Material provided:
[Start of Attachment]

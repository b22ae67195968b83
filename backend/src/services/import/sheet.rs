//! Turns an uploaded file into something the resolver understands.
//!
//! Plain text keeps its original spacing so the space-run heuristics still
//! apply. CSV files and workbooks are split into cells first and later joined
//! with tabs by `common::import::resolve_rows`.

use crate::error::ServiceError;
use calamine::{open_workbook_auto_from_rs, Data, DataType, Reader};
use csv::ReaderBuilder;
use encoding_rs::WINDOWS_1252;
use std::io::Cursor;
use std::path::Path;

#[derive(Debug, PartialEq, Eq)]
pub enum SheetContent {
    Text(String),
    Rows(Vec<Vec<String>>),
}

pub fn read_upload(filename: &str, bytes: Vec<u8>) -> Result<SheetContent, ServiceError> {
    let extension = Path::new(filename)
        .extension()
        .and_then(|e| e.to_str())
        .map(|e| e.to_ascii_lowercase())
        .unwrap_or_default();

    match extension.as_str() {
        "txt" | "tsv" => Ok(SheetContent::Text(decode_text(&bytes))),
        "csv" => Ok(SheetContent::Rows(read_csv(&decode_text(&bytes))?)),
        "xlsx" | "xlsm" | "xls" | "ods" => Ok(SheetContent::Rows(read_workbook(bytes)?)),
        _ => Err(ServiceError::UnsupportedFile(filename.to_string())),
    }
}

/// UTF-8 when valid, otherwise Windows-1252, which is what spreadsheet
/// applications on Windows export by default.
fn decode_text(bytes: &[u8]) -> String {
    let bytes = bytes.strip_prefix(b"\xEF\xBB\xBF").unwrap_or(bytes);
    match std::str::from_utf8(bytes) {
        Ok(text) => text.to_string(),
        Err(_) => {
            let (text, _, _) = WINDOWS_1252.decode(bytes);
            text.into_owned()
        }
    }
}

/// Most frequent candidate in the first line wins; comma when none appear.
pub fn detect_delimiter(first_line: &str) -> u8 {
    [b',', b';', b'\t', b'|']
        .into_iter()
        .map(|d| (d, first_line.matches(d as char).count()))
        .filter(|(_, count)| *count > 0)
        .max_by_key(|(_, count)| *count)
        .map(|(d, _)| d)
        .unwrap_or(b',')
}

fn read_csv(text: &str) -> Result<Vec<Vec<String>>, ServiceError> {
    let delimiter = detect_delimiter(text.lines().next().unwrap_or(""));
    let mut reader = ReaderBuilder::new()
        .delimiter(delimiter)
        .has_headers(false)
        .flexible(true)
        .from_reader(text.as_bytes());

    let mut rows = Vec::new();
    for record in reader.records() {
        let record = record?;
        rows.push(record.iter().map(str::to_string).collect());
    }
    Ok(rows)
}

fn read_workbook(bytes: Vec<u8>) -> Result<Vec<Vec<String>>, ServiceError> {
    let mut workbook = open_workbook_auto_from_rs(Cursor::new(bytes))?;
    let range = workbook
        .worksheet_range_at(0)
        .ok_or(ServiceError::EmptyWorkbook)??;

    Ok(range
        .rows()
        .map(|row| row.iter().map(cell_text).collect())
        .collect())
}

/// Date cells come back as serial numbers; render them the way a paste would.
fn cell_text(cell: &Data) -> String {
    match cell {
        Data::DateTime(_) | Data::DateTimeIso(_) => cell
            .as_date()
            .map(|d| d.format("%d/%m/%Y").to_string())
            .unwrap_or_else(|| cell.to_string()),
        _ => cell.to_string(),
    }
}

#[cfg(test)]
mod tests {
    use super::*;

    #[test]
    fn test_detect_delimiter() {
        assert_eq!(detect_delimiter("a;b;c"), b';');
        assert_eq!(detect_delimiter("a\tb\tc,d"), b'\t');
        assert_eq!(detect_delimiter("single"), b',');
    }

    #[test]
    fn test_text_upload_keeps_spacing() {
        let content = read_upload("paste.TXT", b"A    1\n".to_vec()).unwrap();
        assert_eq!(content, SheetContent::Text("A    1\n".to_string()));
    }

    #[test]
    fn test_csv_upload_with_semicolons_and_latin1() {
        // "SÉRIE" encoded as Windows-1252.
        let bytes = b"S\xC9RIE;RG;TOURO\nA;1;\"IDEAL; A3\"\n".to_vec();
        let content = read_upload("herd.csv", bytes).unwrap();
        assert_eq!(
            content,
            SheetContent::Rows(vec![
                vec!["SÉRIE".to_string(), "RG".to_string(), "TOURO".to_string()],
                vec!["A".to_string(), "1".to_string(), "IDEAL; A3".to_string()],
            ])
        );
    }

    #[test]
    fn test_csv_upload_strips_bom() {
        let content = read_upload("herd.csv", b"\xEF\xBB\xBFSERIE,RG\n".to_vec()).unwrap();
        assert_eq!(
            content,
            SheetContent::Rows(vec![vec!["SERIE".to_string(), "RG".to_string()]])
        );
    }

    #[test]
    fn test_unknown_extension_is_rejected() {
        assert!(matches!(
            read_upload("herd.pdf", Vec::new()),
            Err(ServiceError::UnsupportedFile(_))
        ));
    }

    #[test]
    fn test_garbage_workbook_is_a_spreadsheet_error() {
        assert!(matches!(
            read_upload("herd.xlsx", b"not a zip".to_vec()),
            Err(ServiceError::Spreadsheet(_))
        ));
    }

    #[test]
    fn test_cell_text() {
        assert_eq!(cell_text(&Data::String("IDEAL".to_string())), "IDEAL");
        assert_eq!(cell_text(&Data::Int(123)), "123");
        assert_eq!(cell_text(&Data::Empty), "");
    }
}
use serde::{Deserialize, Serialize};

/// Outcome of applying an import to the herd database.
#[derive(Debug, Clone, Default, PartialEq, Eq, Serialize, Deserialize)]
pub struct ImportSummary {
    pub total: usize,
    pub applied: usize,
    pub failed: usize,
    /// Rows not written because the exact same paste was applied before.
    pub skipped_duplicate: usize,
    pub failures: Vec<RowFailure>,
}

/// A single row rejected while applying an import.
#[derive(Debug, Clone, PartialEq, Eq, Serialize, Deserialize)]
pub struct RowFailure {
    pub line: usize,
    pub series: String,
    pub numeric_id: String,
    pub reason: String,
}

[End of Attachment]

Transcribe each entry exactly.

Written response:
repository b22ae67195968b83
filename backend/src/services/import/sheet.rs
//! Turns an uploaded file into something the resolver understands.
//!
//! Plain text keeps its original spacing so the space-run heuristics still
//! apply. CSV files and workbooks are split into cells first and later joined
//! with tabs by `common::import::resolve_rows`.

use crate::error::ServiceError;
use calamine::{open_workbook_auto_from_rs, Data, DataType, Reader};
use csv::ReaderBuilder;
use encoding_rs::WINDOWS_1252;
use std::io::Cursor;
use std::path::Path;

#[derive(Debug, PartialEq, Eq)]
pub enum SheetContent {
    Text(String),
    Rows(Vec<Vec<String>>),
}

pub fn read_upload(filename: &str, bytes: Vec<u8>) -> Result<SheetContent, ServiceError> {
    let extension = Path::new(filename)
        .extension()
        .and_then(|e| e.to_str())
        .map(|e| e.to_ascii_lowercase())
        .unwrap_or_default();

    match extension.as_str() {
        "txt" | "tsv" => Ok(SheetContent::Text(decode_text(&bytes))),
        "csv" => Ok(SheetContent::Rows(read_csv(&decode_text(&bytes))?)),
        "xlsx" | "xlsm" | "xls" | "ods" => Ok(SheetContent::Rows(read_workbook(bytes)?)),
        _ => Err(ServiceError::UnsupportedFile(filename.to_string())),
    }
}

/// UTF-8 when valid, otherwise Windows-1252, which is what spreadsheet
/// applications on Windows export by default.
fn decode_text(bytes: &[u8]) -> String {
    let bytes = bytes.strip_prefix(b"\xEF\xBB\xBF").unwrap_or(bytes);
    match std::str::from_utf8(bytes) {
        Ok(text) => text.to_string(),
        Err(_) => {
            let (text, _, _) = WINDOWS_1252.decode(bytes);
            text.into_owned()
        }
    }
}

/// Most frequent candidate in the first line wins; comma when none appear.
pub fn detect_delimiter(first_line: &str) -> u8 {
    [b',', b';', b'\t', b'|']
        .into_iter()
        .map(|d| (d, first_line.matches(d as char).count()))
        .filter(|(_, count)| *count > 0)
        .max_by_key(|(_, count)| *count)
        .map(|(d, _)| d)
        .unwrap_or(b',')
}

fn read_csv(text: &str) -> Result<Vec<Vec<String>>, ServiceError> {
    let delimiter = detect_delimiter(text.lines().next().unwrap_or(""));
    let mut reader = ReaderBuilder::new()
        .delimiter(delimiter)
        .has_headers(false)
        .flexible(true)
        .from_reader(text.as_bytes());

    let mut rows = Vec::new();
    for record in reader.records() {
        let record = record?;
        rows.push(record.iter().map(str::to_string).collect());
    }
    Ok(rows)
}

fn read_workbook(bytes: Vec<u8>) -> Result<Vec<Vec<String>>, ServiceError> {
    let mut workbook = open_workbook_auto_from_rs(Cursor::new(bytes))?;
    let range = workbook
        .worksheet_range_at(0)
        .ok_or(ServiceError::EmptyWorkbook)??;

    Ok(range
        .rows()
        .map(|row| row.iter().map(cell_text).collect())
        .collect())
}

/// Date cells come back as serial numbers; render them the way a paste would.
fn cell_text(cell: &Data) -> String {
    match cell {
        Data::DateTime(_) | Data::DateTimeIso(_) => cell
            .as_date()
            .map(|d| d.format("%d/%m/%Y").to_string())
            .unwrap_or_else(|| cell.to_string()),
        _ => cell.to_string(),
    }
}

#[cfg(test)]
mod tests {
    use super::*;

    #[test]
    fn test_detect_delimiter() {
        assert_eq!(detect_delimiter("a;b;c"), b';');
        assert_eq!(detect_delimiter("a\tb\tc,d"), b'\t');
        assert_eq!(detect_delimiter("single"), b',');
    }

    #[test]
    fn test_text_upload_keeps_spacing() {
        let content = read_upload("paste.TXT", b"A    1\n".to_vec()).unwrap();
        assert_eq!(content, SheetContent::Text("A    1\n".to_string()));
    }

    #[test]
    fn test_csv_upload_with_semicolons_and_latin1() {
        // "SÉRIE" encoded as Windows-1252.
        let bytes = b"S\xC9RIE;RG;TOURO\nA;1;\"IDEAL; A3\"\n".to_vec();
        let content = read_upload("herd.csv", bytes).unwrap();
        assert_eq!(
            content,
            SheetContent::Rows(vec![
                vec!["SÉRIE".to_string(), "RG".to_string(), "TOURO".to_string()],
                vec!["A".to_string(), "1".to_string(), "IDEAL; A3".to_string()],
            ])
        );
    }

    #[test]
    fn test_csv_upload_strips_bom() {
        let content = read_upload("herd.csv", b"\xEF\xBB\xBFSERIE,RG\n".to_vec()).unwrap();
        assert_eq!(
            content,
            SheetContent::Rows(vec![vec!["SERIE".to_string(), "RG".to_string()]])
        );
    }

    #[test]
    fn test_unknown_extension_is_rejected() {
        assert!(matches!(
            read_upload("herd.pdf", Vec::new()),
            Err(ServiceError::UnsupportedFile(_))
        ));
    }

    #[test]
    fn test_garbage_workbook_is_a_spreadsheet_error() {
        assert!(matches!(
            read_upload("herd.xlsx", b"not a zip".to_vec()),
            Err(ServiceError::Spreadsheet(_))
        ));
    }

    #[test]
    fn test_cell_text() {
        assert_eq!(cell_text(&Data::String("IDEAL".to_string())), "IDEAL");
        assert_eq!(cell_text(&Data::Int(123)), "123");
        assert_eq!(cell_text(&Data::Empty), "");
    }
}
use serde::{Deserialize, Serialize};

/// Outcome of applying an import to the herd database.
#[derive(Debug, Clone, Default, PartialEq, Eq, Serialize, Deserialize)]
pub struct ImportSummary {
    pub total: usize,
    pub applied: usize,
    pub failed: usize,
    /// Rows not written because the exact same paste was applied before.
    pub skipped_duplicate: usize,
    pub failures: Vec<RowFailure>,
}

/// A single row rejected while applying an import.
#[derive(Debug, Clone, PartialEq, Eq, Serialize, Deserialize)]
pub struct RowFailure {
    pub line: usize,
    pub series: String,
    pub numeric_id: String,
    pub reason: String,
}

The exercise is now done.